═════ Entries provided

use std::collections::BTreeMap;

use eframe::egui::{Pos2, Rect, Vec2, pos2, vec2};
use serde::Serialize;

use super::{LayoutGraph, LayoutOutcome};
use crate::graph::model::Layer;
use crate::util::truncate_label;

const LABEL_CHAR_WIDTH: f32 = 6.2;
const LABEL_MIN_WIDTH: f32 = 22.0;
const LABEL_HEIGHT: f32 = 13.0;
const LABEL_OFFSET: f32 = 8.0;

#[derive(Clone, Debug, Default, PartialEq, Serialize)]
pub struct LayoutDiagnostics {
    pub visible_nodes: usize,
    pub visible_edges: usize,
    pub per_layer: BTreeMap<String, usize>,
    pub cross_domain_edges: usize,
    pub occupied_pct: f32,
    pub bbox_width: f32,
    pub bbox_height: f32,
    pub canvas_width: f32,
    pub canvas_height: f32,
    pub zoom: f32,
    pub label_collisions: usize,
    pub edge_crossings: usize,
    pub collision_iterations: usize,
    pub residual_overlaps: usize,
}

fn label_limit(layer: Layer) -> usize {
    match layer {
        Layer::L1 => 34,
        Layer::L2 => 26,
        Layer::L3 | Layer::L4 => 20,
    }
}

fn label_box(screen: Pos2, node_height: f32, label: &str, layer: Layer) -> Rect {
    let chars = truncate_label(label, label_limit(layer)).chars().count();
    let width = (chars as f32 * LABEL_CHAR_WIDTH).max(LABEL_MIN_WIDTH);
    let top = screen.y + node_height / 2.0 + LABEL_OFFSET;
    Rect::from_min_size(pos2(screen.x - width / 2.0, top), vec2(width, LABEL_HEIGHT))
}

fn cross(a: Vec2, b: Vec2) -> f32 {
    (a.x * b.y) - (a.y * b.x)
}

// Proper crossing strictly inside both segments; touching near the ends does not count.
fn segments_cross(a1: Pos2, a2: Pos2, b1: Pos2, b2: Pos2) -> bool {
    let r = a2 - a1;
    let s = b2 - b1;
    let denominator = cross(r, s);
    if denominator.abs() < 1e-6 {
        return false;
    }
    let offset = b1 - a1;
    let t = cross(offset, s) / denominator;
    let u = cross(offset, r) / denominator;
    t > 0.02 && t < 0.98 && u > 0.02 && u < 0.98
}

fn count_label_collisions(boxes: &[Rect]) -> usize {
    let mut collisions = 0;
    for (index, a) in boxes.iter().enumerate() {
        collisions += boxes[index + 1..]
            .iter()
            .filter(|b| a.intersects(**b))
            .count();
    }
    collisions
}

fn count_edge_crossings(graph: &LayoutGraph, screen: &[Pos2]) -> usize {
    let mut crossings = 0;
    for (index, a) in graph.edges.iter().enumerate() {
        for b in &graph.edges[index + 1..] {
            let shares_endpoint = a.source == b.source
                || a.source == b.target
                || a.target == b.source
                || a.target == b.target;
            if shares_endpoint {
                continue;
            }
            if segments_cross(
                screen[a.source],
                screen[a.target],
                screen[b.source],
                screen[b.target],
            ) {
                crossings += 1;
            }
        }
    }
    crossings
}

pub fn compute_diagnostics(
    graph: &LayoutGraph,
    outcome: &LayoutOutcome,
    viewport: Vec2,
) -> LayoutDiagnostics {
    let camera = outcome.density.camera;
    let screen_rect = Rect::from_min_size(Pos2::ZERO, viewport);

    let mut per_layer = Layer::ALL
        .iter()
        .map(|layer| (layer.label().to_owned(), 0))
        .collect::<BTreeMap<_, _>>();
    for node in &graph.nodes {
        *per_layer.entry(node.layer.label().to_owned()).or_default() += 1;
    }

    let screen = graph
        .nodes
        .iter()
        .map(|node| camera.world_to_screen(screen_rect, node.world_pos))
        .collect::<Vec<_>>();
    let labels = graph
        .nodes
        .iter()
        .zip(&screen)
        .map(|(node, position)| {
            label_box(*position, node.size.y * camera.zoom, &node.label, node.layer)
        })
        .collect::<Vec<_>>();

    let bbox = graph.bounding_box();
    let occupied_pct = bbox.map_or(0.0, |bbox| {
        let projected = Rect::from_two_pos(
            camera.world_to_screen(screen_rect, bbox.min.to_vec2()),
            camera.world_to_screen(screen_rect, bbox.max.to_vec2()),
        );
        let visible = projected.intersect(screen_rect);
        let area = (viewport.x * viewport.y).max(1.0);
        if visible.is_positive() {
            visible.area() / area * 100.0
        } else {
            0.0
        }
    });

    LayoutDiagnostics {
        visible_nodes: graph.nodes.len(),
        visible_edges: graph.edges.len(),
        per_layer,
        cross_domain_edges: graph.edges.iter().filter(|edge| edge.cross_domain).count(),
        occupied_pct,
        bbox_width: bbox.map_or(0.0, |bbox| bbox.width()),
        bbox_height: bbox.map_or(0.0, |bbox| bbox.height()),
        canvas_width: outcome.canvas.x,
        canvas_height: outcome.canvas.y,
        zoom: camera.zoom,
        label_collisions: count_label_collisions(&labels),
        edge_crossings: count_edge_crossings(graph, &screen),
        collision_iterations: outcome.collision.iterations,
        residual_overlaps: outcome.collision.residual_overlaps,
    }
}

══════════

Aim of the task:
Extract each line holding the word "source" from the records.

Exercise output:
            let shares_endpoint = a.source == b.source
                || a.source == b.target
                || a.target == b.source
                screen[a.source],
                screen[b.source],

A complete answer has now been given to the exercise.